_WHAT TO PRODUCE_
For this exercise, transcribe the records below without changing a word.

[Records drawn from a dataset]
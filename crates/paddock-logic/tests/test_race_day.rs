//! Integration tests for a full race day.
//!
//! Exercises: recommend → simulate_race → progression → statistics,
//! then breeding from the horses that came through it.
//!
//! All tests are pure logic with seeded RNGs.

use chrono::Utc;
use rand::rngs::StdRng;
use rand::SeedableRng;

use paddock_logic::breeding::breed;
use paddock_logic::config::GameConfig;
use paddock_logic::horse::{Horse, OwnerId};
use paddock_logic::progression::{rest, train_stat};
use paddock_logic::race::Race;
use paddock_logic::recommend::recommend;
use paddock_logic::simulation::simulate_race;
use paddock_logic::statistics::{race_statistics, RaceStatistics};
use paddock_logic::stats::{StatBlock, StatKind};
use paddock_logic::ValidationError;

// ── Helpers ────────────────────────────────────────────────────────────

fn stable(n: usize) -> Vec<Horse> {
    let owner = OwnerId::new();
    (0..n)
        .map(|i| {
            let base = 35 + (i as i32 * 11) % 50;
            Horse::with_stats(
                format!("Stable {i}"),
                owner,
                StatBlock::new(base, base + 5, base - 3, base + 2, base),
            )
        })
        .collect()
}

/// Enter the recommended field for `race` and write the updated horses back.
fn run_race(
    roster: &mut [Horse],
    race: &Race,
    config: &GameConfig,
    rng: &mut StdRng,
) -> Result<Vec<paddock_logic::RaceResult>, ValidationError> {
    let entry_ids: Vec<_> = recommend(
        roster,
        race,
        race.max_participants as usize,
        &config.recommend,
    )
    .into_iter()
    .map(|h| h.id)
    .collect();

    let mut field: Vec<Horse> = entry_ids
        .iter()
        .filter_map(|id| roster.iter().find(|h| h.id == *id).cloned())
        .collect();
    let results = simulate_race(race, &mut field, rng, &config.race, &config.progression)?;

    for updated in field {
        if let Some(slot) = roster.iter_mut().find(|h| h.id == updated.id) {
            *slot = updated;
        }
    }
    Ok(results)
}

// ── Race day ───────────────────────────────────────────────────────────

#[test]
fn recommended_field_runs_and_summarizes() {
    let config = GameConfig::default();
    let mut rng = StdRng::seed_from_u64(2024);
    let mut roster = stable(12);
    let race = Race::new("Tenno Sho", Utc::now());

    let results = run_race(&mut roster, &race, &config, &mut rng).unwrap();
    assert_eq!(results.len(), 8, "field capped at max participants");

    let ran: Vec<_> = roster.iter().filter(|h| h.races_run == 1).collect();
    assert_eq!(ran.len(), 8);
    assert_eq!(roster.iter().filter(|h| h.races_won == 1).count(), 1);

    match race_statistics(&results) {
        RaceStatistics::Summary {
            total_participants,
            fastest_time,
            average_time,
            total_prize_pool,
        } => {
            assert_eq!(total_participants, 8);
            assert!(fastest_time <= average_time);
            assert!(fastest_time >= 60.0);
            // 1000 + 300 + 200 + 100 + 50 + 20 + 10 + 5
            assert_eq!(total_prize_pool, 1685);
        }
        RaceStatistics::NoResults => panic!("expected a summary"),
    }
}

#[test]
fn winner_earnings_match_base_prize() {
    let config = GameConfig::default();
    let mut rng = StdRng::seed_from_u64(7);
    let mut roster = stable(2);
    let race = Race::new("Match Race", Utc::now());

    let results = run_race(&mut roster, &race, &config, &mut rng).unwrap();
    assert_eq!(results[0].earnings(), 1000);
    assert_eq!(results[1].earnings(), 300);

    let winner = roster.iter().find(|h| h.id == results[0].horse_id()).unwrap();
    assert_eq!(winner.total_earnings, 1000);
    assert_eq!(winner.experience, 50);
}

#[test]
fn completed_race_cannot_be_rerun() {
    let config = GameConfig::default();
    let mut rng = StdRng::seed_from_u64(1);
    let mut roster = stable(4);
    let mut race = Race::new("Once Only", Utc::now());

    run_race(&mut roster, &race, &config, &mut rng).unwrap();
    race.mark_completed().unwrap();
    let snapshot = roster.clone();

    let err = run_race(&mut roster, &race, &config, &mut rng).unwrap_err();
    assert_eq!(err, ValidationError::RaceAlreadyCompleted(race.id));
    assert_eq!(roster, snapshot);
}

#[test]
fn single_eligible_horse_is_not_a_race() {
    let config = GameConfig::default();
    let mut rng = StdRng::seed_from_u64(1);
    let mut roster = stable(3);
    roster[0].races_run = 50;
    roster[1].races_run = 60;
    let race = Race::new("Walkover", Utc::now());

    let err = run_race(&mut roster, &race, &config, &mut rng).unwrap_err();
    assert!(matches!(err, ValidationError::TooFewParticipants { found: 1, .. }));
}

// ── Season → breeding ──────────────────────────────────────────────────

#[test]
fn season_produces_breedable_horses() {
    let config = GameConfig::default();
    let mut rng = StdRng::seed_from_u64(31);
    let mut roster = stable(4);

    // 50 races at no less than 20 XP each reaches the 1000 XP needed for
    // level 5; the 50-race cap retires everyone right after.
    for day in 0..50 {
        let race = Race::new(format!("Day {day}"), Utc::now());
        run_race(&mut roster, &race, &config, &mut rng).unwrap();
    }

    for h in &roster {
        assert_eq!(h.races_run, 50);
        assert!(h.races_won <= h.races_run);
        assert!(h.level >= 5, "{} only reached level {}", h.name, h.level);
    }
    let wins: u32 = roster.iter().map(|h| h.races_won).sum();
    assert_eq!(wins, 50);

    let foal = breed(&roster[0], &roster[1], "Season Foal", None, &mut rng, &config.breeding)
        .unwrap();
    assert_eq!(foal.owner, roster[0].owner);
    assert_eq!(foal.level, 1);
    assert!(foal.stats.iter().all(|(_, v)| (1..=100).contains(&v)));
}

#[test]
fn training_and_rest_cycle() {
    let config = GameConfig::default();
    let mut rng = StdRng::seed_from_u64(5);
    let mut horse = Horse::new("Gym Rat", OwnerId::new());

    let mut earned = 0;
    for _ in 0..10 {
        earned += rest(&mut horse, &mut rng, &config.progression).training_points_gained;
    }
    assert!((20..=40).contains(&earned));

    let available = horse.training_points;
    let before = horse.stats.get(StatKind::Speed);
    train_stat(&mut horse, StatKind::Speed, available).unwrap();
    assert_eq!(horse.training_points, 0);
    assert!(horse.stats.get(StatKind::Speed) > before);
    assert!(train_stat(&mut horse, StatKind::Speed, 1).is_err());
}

_SOLUTION_
filename crates/paddock-logic/tests/test_race_day.rs
//! Integration tests for a full race day.
//!
//! Exercises: recommend → simulate_race → progression → statistics,
//! then breeding from the horses that came through it.
//!
//! All tests are pure logic with seeded RNGs.

use chrono::Utc;
use rand::rngs::StdRng;
use rand::SeedableRng;

use paddock_logic::breeding::breed;
use paddock_logic::config::GameConfig;
use paddock_logic::horse::{Horse, OwnerId};
use paddock_logic::progression::{rest, train_stat};
use paddock_logic::race::Race;
use paddock_logic::recommend::recommend;
use paddock_logic::simulation::simulate_race;
use paddock_logic::statistics::{race_statistics, RaceStatistics};
use paddock_logic::stats::{StatBlock, StatKind};
use paddock_logic::ValidationError;

// ── Helpers ────────────────────────────────────────────────────────────

fn stable(n: usize) -> Vec<Horse> {
    let owner = OwnerId::new();
    (0..n)
        .map(|i| {
            let base = 35 + (i as i32 * 11) % 50;
            Horse::with_stats(
                format!("Stable {i}"),
                owner,
                StatBlock::new(base, base + 5, base - 3, base + 2, base),
            )
        })
        .collect()
}

/// Enter the recommended field for `race` and write the updated horses back.
fn run_race(
    roster: &mut [Horse],
    race: &Race,
    config: &GameConfig,
    rng: &mut StdRng,
) -> Result<Vec<paddock_logic::RaceResult>, ValidationError> {
    let entry_ids: Vec<_> = recommend(
        roster,
        race,
        race.max_participants as usize,
        &config.recommend,
    )
    .into_iter()
    .map(|h| h.id)
    .collect();

    let mut field: Vec<Horse> = entry_ids
        .iter()
        .filter_map(|id| roster.iter().find(|h| h.id == *id).cloned())
        .collect();
    let results = simulate_race(race, &mut field, rng, &config.race, &config.progression)?;

    for updated in field {
        if let Some(slot) = roster.iter_mut().find(|h| h.id == updated.id) {
            *slot = updated;
        }
    }
    Ok(results)
}

// ── Race day ───────────────────────────────────────────────────────────

#[test]
fn recommended_field_runs_and_summarizes() {
    let config = GameConfig::default();
    let mut rng = StdRng::seed_from_u64(2024);
    let mut roster = stable(12);
    let race = Race::new("Tenno Sho", Utc::now());

    let results = run_race(&mut roster, &race, &config, &mut rng).unwrap();
    assert_eq!(results.len(), 8, "field capped at max participants");

    let ran: Vec<_> = roster.iter().filter(|h| h.races_run == 1).collect();
    assert_eq!(ran.len(), 8);
    assert_eq!(roster.iter().filter(|h| h.races_won == 1).count(), 1);

    match race_statistics(&results) {
        RaceStatistics::Summary {
            total_participants,
            fastest_time,
            average_time,
            total_prize_pool,
        } => {
            assert_eq!(total_participants, 8);
            assert!(fastest_time <= average_time);
            assert!(fastest_time >= 60.0);
            // 1000 + 300 + 200 + 100 + 50 + 20 + 10 + 5
            assert_eq!(total_prize_pool, 1685);
        }
        RaceStatistics::NoResults => panic!("expected a summary"),
    }
}

#[test]
fn winner_earnings_match_base_prize() {
    let config = GameConfig::default();
    let mut rng = StdRng::seed_from_u64(7);
    let mut roster = stable(2);
    let race = Race::new("Match Race", Utc::now());

    let results = run_race(&mut roster, &race, &config, &mut rng).unwrap();
    assert_eq!(results[0].earnings(), 1000);
    assert_eq!(results[1].earnings(), 300);

    let winner = roster.iter().find(|h| h.id == results[0].horse_id()).unwrap();
    assert_eq!(winner.total_earnings, 1000);
    assert_eq!(winner.experience, 50);
}

#[test]
fn completed_race_cannot_be_rerun() {
    let config = GameConfig::default();
    let mut rng = StdRng::seed_from_u64(1);
    let mut roster = stable(4);
    let mut race = Race::new("Once Only", Utc::now());

    run_race(&mut roster, &race, &config, &mut rng).unwrap();
    race.mark_completed().unwrap();
    let snapshot = roster.clone();

    let err = run_race(&mut roster, &race, &config, &mut rng).unwrap_err();
    assert_eq!(err, ValidationError::RaceAlreadyCompleted(race.id));
    assert_eq!(roster, snapshot);
}

#[test]
fn single_eligible_horse_is_not_a_race() {
    let config = GameConfig::default();
    let mut rng = StdRng::seed_from_u64(1);
    let mut roster = stable(3);
    roster[0].races_run = 50;
    roster[1].races_run = 60;
    let race = Race::new("Walkover", Utc::now());

    let err = run_race(&mut roster, &race, &config, &mut rng).unwrap_err();
    assert!(matches!(err, ValidationError::TooFewParticipants { found: 1, .. }));
}

// ── Season → breeding ──────────────────────────────────────────────────

#[test]
fn season_produces_breedable_horses() {
    let config = GameConfig::default();
    let mut rng = StdRng::seed_from_u64(31);
    let mut roster = stable(4);

    // 50 races at no less than 20 XP each reaches the 1000 XP needed for
    // level 5; the 50-race cap retires everyone right after.
    for day in 0..50 {
        let race = Race::new(format!("Day {day}"), Utc::now());
        run_race(&mut roster, &race, &config, &mut rng).unwrap();
    }

    for h in &roster {
        assert_eq!(h.races_run, 50);
        assert!(h.races_won <= h.races_run);
        assert!(h.level >= 5, "{} only reached level {}", h.name, h.level);
    }
    let wins: u32 = roster.iter().map(|h| h.races_won).sum();
    assert_eq!(wins, 50);

    let foal = breed(&roster[0], &roster[1], "Season Foal", None, &mut rng, &config.breeding)
        .unwrap();
    assert_eq!(foal.owner, roster[0].owner);
    assert_eq!(foal.level, 1);
    assert!(foal.stats.iter().all(|(_, v)| (1..=100).contains(&v)));
}

#[test]
fn training_and_rest_cycle() {
    let config = GameConfig::default();
    let mut rng = StdRng::seed_from_u64(5);
    let mut horse = Horse::new("Gym Rat", OwnerId::new());

    let mut earned = 0;
    for _ in 0..10 {
        earned += rest(&mut horse, &mut rng, &config.progression).training_points_gained;
    }
    assert!((20..=40).contains(&earned));

    let available = horse.training_points;
    let before = horse.stats.get(StatKind::Speed);
    train_stat(&mut horse, StatKind::Speed, available).unwrap();
    assert_eq!(horse.training_points, 0);
    assert!(horse.stats.get(StatKind::Speed) > before);
    assert!(train_stat(&mut horse, StatKind::Speed, 1).is_err());
}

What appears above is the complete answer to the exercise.